You spend time and money on what you love to eat at the grocery store. We partnered with FoodSaver® Vacuum Sealing System for this post so you can get the most out of your fresh foods.
One of my favorite places is my local grocery store. I know which aisles to wander for good deals and when the meat counter has the best fresh cuts. By the time I leave, my cart is usually filled with more items than I needed, but my foodie shopping glee overrules my inner smarts. A week in, my fridge is still packed with items, and produce is lounging limply on my kitchen counter. Just looking at it all makes me feel sad. Instead of getting overwhelmed, check out these tips for keeping yourself in food-stress check.
- Buy in bulk: Buying your favorite foods in bulk saves you money and means less trips to the grocery store. Once you get home, portion out proteins and store properly for optimum freshness. Using a product like FoodSaver® Vacuum Sealing System saves your food up to five times longer than regular zip-top plastic bags.
- Store your items right: After you get all those groceries home, double-check that you're storing items in the right spot. Use clear FoodSaver® bags in the fridge or freezer or open bowls on your kitchen counter so you always know what you have.
Image Source: POPSUGAR Photography / Jae Payne
- Use EVERYTHING: The next time you're chopping veggies for making stir-fry or just sautéing a side, toss the ends of vegetables, even onion skins, in a pot and simmer with salt and fresh herbs to make vegetable stock. This works with fresh chicken or meat trimmings too. Cool and store in the freezer. This way you have a never-ending supply of stocks to reach for.

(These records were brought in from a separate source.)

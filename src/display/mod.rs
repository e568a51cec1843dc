//! Display formatting for terminal output
//!
//! Plain-text tables and detail views for the command-line front end.

pub mod account;
pub mod category;
pub mod report;
pub mod transaction;

pub use account::{format_account_details, format_account_list};
pub use category::{format_category_list, format_tag_list};
pub use report::{format_rate_list, format_report, format_template_list};
pub use transaction::{
    format_transaction_details, format_transaction_register, format_transaction_row, Names,
};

- Make stale bread new again: I love bread. I buy it and then I instantly feel guilty and eat a few slices slathered in butter, and then the delicate French baguette dries into what could be used as a hammer. Instead of throwing away dry or old bread, toss in your blender and pulse into breadcrumbs. You can even add dried herbs or garlic salt for a touch of flavor.

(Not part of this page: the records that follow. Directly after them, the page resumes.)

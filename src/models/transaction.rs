//! Transaction model
//!
//! A transaction is either an income, an expense or a transfer between two
//! accounts. The shared fields live on [`Transaction`]; the kind-specific
//! ones live in [`TransactionKind`], which every consumer matches on
//! exhaustively.
//!
//! A transaction is either settled (it has an actual time) or planned (it
//! has a due time). [`TransactionTime`] makes the two mutually exclusive.

use chrono::{DateTime, Utc};
use serde::{Deserialize, Serialize};
use std::fmt;
use uuid::Uuid;

use super::ids::{AccountId, CategoryId, TagId, TransactionId};
use super::money::Money;
use super::primitives::{NotBlankTrimmedString, ValidationError, Value};

/// Discriminant of [`TransactionKind`], used by filters, records and exports
#[derive(Debug, Clone, Copy, PartialEq, Eq, Hash, PartialOrd, Ord, Serialize, Deserialize)]
#[serde(rename_all = "lowercase")]
pub enum TransactionType {
    Income,
    Expense,
    Transfer,
}

impl TransactionType {
    pub const ALL: [TransactionType; 3] = [Self::Income, Self::Expense, Self::Transfer];

    /// Upper-case label used in CSV files
    pub fn label(&self) -> &'static str {
        match self {
            Self::Income => "INCOME",
            Self::Expense => "EXPENSE",
            Self::Transfer => "TRANSFER",
        }
    }

    /// Parse from either the CSV label or the lowercase serde name
    pub fn parse(s: &str) -> Option<Self> {
        match s.trim().to_lowercase().as_str() {
            "income" => Some(Self::Income),
            "expense" => Some(Self::Expense),
            "transfer" => Some(Self::Transfer),
            _ => None,
        }
    }
}

impl fmt::Display for TransactionType {
    fn fmt(&self, f: &mut fmt::Formatter<'_>) -> fmt::Result {
        match self {
            Self::Income => write!(f, "Income"),
            Self::Expense => write!(f, "Expense"),
            Self::Transfer => write!(f, "Transfer"),
        }
    }
}

/// The authoritative timestamp of a transaction
#[derive(Debug, Clone, Copy, PartialEq, Eq, Hash, Serialize, Deserialize)]
#[serde(tag = "kind", content = "at", rename_all = "lowercase")]
pub enum TransactionTime {
    /// Settled: the money actually moved at this time
    Actual(DateTime<Utc>),
    /// Planned: the payment is expected at this time
    Due(DateTime<Utc>),
}

impl TransactionTime {
    pub fn timestamp(&self) -> DateTime<Utc> {
        match self {
            Self::Actual(at) | Self::Due(at) => *at,
        }
    }

    pub fn is_settled(&self) -> bool {
        matches!(self, Self::Actual(_))
    }
}

/// Links to entities managed elsewhere (recurring rules, loans)
#[derive(Debug, Clone, Copy, PartialEq, Eq, Hash, Default, Serialize, Deserialize)]
pub struct TransactionMetadata {
    pub recurring_rule_id: Option<Uuid>,
    pub loan_id: Option<Uuid>,
    pub loan_record_id: Option<Uuid>,
}

/// Money entering or leaving a single account
#[derive(Debug, Clone, PartialEq, Eq, Hash, Serialize, Deserialize)]
pub struct Flow {
    pub account: AccountId,
    pub value: Value,
}

impl Flow {
    pub fn new(account: AccountId, value: Value) -> Self {
        Self { account, value }
    }
}

/// Money moving between two distinct accounts
#[derive(Debug, Clone, PartialEq, Eq, Hash, Serialize, Deserialize)]
#[serde(try_from = "TransferFields")]
pub struct Transfer {
    from_account: AccountId,
    from_value: Value,
    to_account: AccountId,
    to_value: Value,
}

impl Transfer {
    /// Fails when both sides name the same account
    pub fn new(
        from_account: AccountId,
        from_value: Value,
        to_account: AccountId,
        to_value: Value,
    ) -> Result<Self, ValidationError> {
        if from_account == to_account {
            return Err(ValidationError::SameTransferAccount);
        }
        Ok(Self {
            from_account,
            from_value,
            to_account,
            to_value,
        })
    }

    pub fn from_account(&self) -> AccountId {
        self.from_account
    }

    pub fn from_value(&self) -> &Value {
        &self.from_value
    }

    pub fn to_account(&self) -> AccountId {
        self.to_account
    }

    pub fn to_value(&self) -> &Value {
        &self.to_value
    }
}

#[derive(Deserialize)]
struct TransferFields {
    from_account: AccountId,
    from_value: Value,
    to_account: AccountId,
    to_value: Value,
}

impl TryFrom<TransferFields> for Transfer {
    type Error = ValidationError;

    fn try_from(fields: TransferFields) -> Result<Self, Self::Error> {
        Transfer::new(
            fields.from_account,
            fields.from_value,
            fields.to_account,
            fields.to_value,
        )
    }
}

/// Kind-specific transaction data
#[derive(Debug, Clone, PartialEq, Eq, Hash, Serialize, Deserialize)]
#[serde(tag = "type", rename_all = "lowercase")]
pub enum TransactionKind {
    Income(Flow),
    Expense(Flow),
    Transfer(Transfer),
}

impl TransactionKind {
    pub fn transaction_type(&self) -> TransactionType {
        match self {
            Self::Income(_) => TransactionType::Income,
            Self::Expense(_) => TransactionType::Expense,
            Self::Transfer(_) => TransactionType::Transfer,
        }
    }

    /// The account money leaves (expense, transfer) or enters (income)
    pub fn primary_account(&self) -> AccountId {
        match self {
            Self::Income(flow) | Self::Expense(flow) => flow.account,
            Self::Transfer(transfer) => transfer.from_account,
        }
    }

    /// The value stored in the record's `amount` column
    pub fn primary_value(&self) -> &Value {
        match self {
            Self::Income(flow) | Self::Expense(flow) => &flow.value,
            Self::Transfer(transfer) => &transfer.from_value,
        }
    }

    /// Destination account, only for transfers
    pub fn to_account(&self) -> Option<AccountId> {
        match self {
            Self::Income(_) | Self::Expense(_) => None,
            Self::Transfer(transfer) => Some(transfer.to_account),
        }
    }

    /// Whether the transaction touches the given account on either side
    pub fn touches(&self, account: AccountId) -> bool {
        match self {
            Self::Income(flow) | Self::Expense(flow) => flow.account == account,
            Self::Transfer(transfer) => {
                transfer.from_account == account || transfer.to_account == account
            }
        }
    }
}

/// A financial transaction
#[derive(Debug, Clone, PartialEq, Eq, Serialize, Deserialize)]
pub struct Transaction {
    pub id: TransactionId,
    pub title: Option<NotBlankTrimmedString>,
    pub description: Option<NotBlankTrimmedString>,
    pub category: Option<CategoryId>,
    pub time: TransactionTime,
    pub metadata: TransactionMetadata,
    /// Soft-delete flag
    pub removed: bool,
    pub last_updated: DateTime<Utc>,
    pub tags: Vec<TagId>,
    pub kind: TransactionKind,
}

impl Transaction {
    /// Create a new transaction with no title, category or tags
    pub fn new(kind: TransactionKind, time: TransactionTime) -> Self {
        Self {
            id: TransactionId::new(),
            title: None,
            description: None,
            category: None,
            time,
            metadata: TransactionMetadata::default(),
            removed: false,
            last_updated: Utc::now(),
            tags: Vec::new(),
            kind,
        }
    }

    pub fn with_title(mut self, title: Option<NotBlankTrimmedString>) -> Self {
        self.title = title;
        self.last_updated = Utc::now();
        self
    }

    pub fn with_description(mut self, description: Option<NotBlankTrimmedString>) -> Self {
        self.description = description;
        self.last_updated = Utc::now();
        self
    }

    pub fn with_category(mut self, category: Option<CategoryId>) -> Self {
        self.category = category;
        self.last_updated = Utc::now();
        self
    }

    pub fn with_metadata(mut self, metadata: TransactionMetadata) -> Self {
        self.metadata = metadata;
        self
    }

    pub fn with_tags(mut self, tags: Vec<TagId>) -> Self {
        self.tags = tags;
        self.last_updated = Utc::now();
        self
    }

    /// Turn a planned transaction into a settled one at `at`.
    /// Already settled transactions are returned unchanged.
    pub fn settle(mut self, at: DateTime<Utc>) -> Self {
        if let TransactionTime::Due(_) = self.time {
            self.time = TransactionTime::Actual(at);
            self.last_updated = Utc::now();
        }
        self
    }

    /// Returns a copy flagged as removed
    pub fn mark_removed(mut self) -> Self {
        self.removed = true;
        self.last_updated = Utc::now();
        self
    }

    pub fn settled(&self) -> bool {
        self.time.is_settled()
    }

    pub fn timestamp(&self) -> DateTime<Utc> {
        self.time.timestamp()
    }

    pub fn transaction_type(&self) -> TransactionType {
        self.kind.transaction_type()
    }

    /// Signed effect on a single-account view: positive for income,
    /// negative for expense, zero for transfers.
    pub fn signed_amount(&self) -> Money {
        match &self.kind {
            TransactionKind::Income(flow) => flow.value.money(),
            TransactionKind::Expense(flow) => -flow.value.money(),
            TransactionKind::Transfer(_) => Money::zero(),
        }
    }

    /// Case-insensitive keyword match against title and description
    pub fn mentions(&self, keyword: &str) -> bool {
        let needle = keyword.to_lowercase();
        [&self.title, &self.description]
            .into_iter()
            .flatten()
            .any(|text| text.as_str().to_lowercase().contains(&needle))
    }
}

impl fmt::Display for Transaction {
    fn fmt(&self, f: &mut fmt::Formatter<'_>) -> fmt::Result {
        let title = self.title.as_ref().map(|t| t.as_str()).unwrap_or("(untitled)");
        write!(
            f,
            "{} {} {} {}",
            self.timestamp().format("%Y-%m-%d"),
            self.transaction_type(),
            title,
            self.kind.primary_value()
        )
    }
}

- Keep note of what you throw away: If you find yourself tossing the same things, maybe it's time to stop buying that item. And if you're scraping leftovers into the garbage every night, be smart and cut back on what you're cooking or learn how to get creative with leftovers.
- Look into composting: I'm lucky to live in an area where we have green cans provided by the city for gathering compost, which cuts back on what goes in the landfill. Look into if your community has a compost option or start composting on your own for a greener garden.
- Use your slow cooker: Sunday is Crock-Pot® Slow Cooker night at my house, and it's often a combination of leftovers that get tossed into the vessel and turned into a savory soup, stew, or unique sauce for pasta. It's a fun and creative way to clean out your fridge with surprisingly delicious results. Mix together steamed vegetables, leftover chicken breasts, and frozen stock from your fridge!
- Jam it: Learn how to make pickles or homemade jams, which gives slightly limp fruits and veggies a second life. You can also make apple butter, which is one of my favorite things to simmer on a Fall afternoon.
Image Source: POPSUGAR Photography / Anna Monette Roberts
- Freeze the right way: The FoodSaver® System removes air and moisture, preventing icky freezer burn. Blanch, cool, and then freeze fresh vegetables; you can also freeze fresh fruits and greens too. It's a smart way to store your produce — and save money.
- Donate: You've been looking at that same can of chickpeas in the back of your pantry for what seems like longer than you've been watching Game of Thrones, which means it's time to check the expiration date. If it's still good, start a bag of items to donate to your local food pantry, and toss anything that's not safe. You'll open up space while getting rid of food clutter.
- Cook once, eat twice: Buying a whole chicken is more economical than a butchered bird, so roast it whole for dinner tonight, and then use the leftovers later in the week for delicious meals. The same goes for big cuts of meat, like flank steaks or pork loin.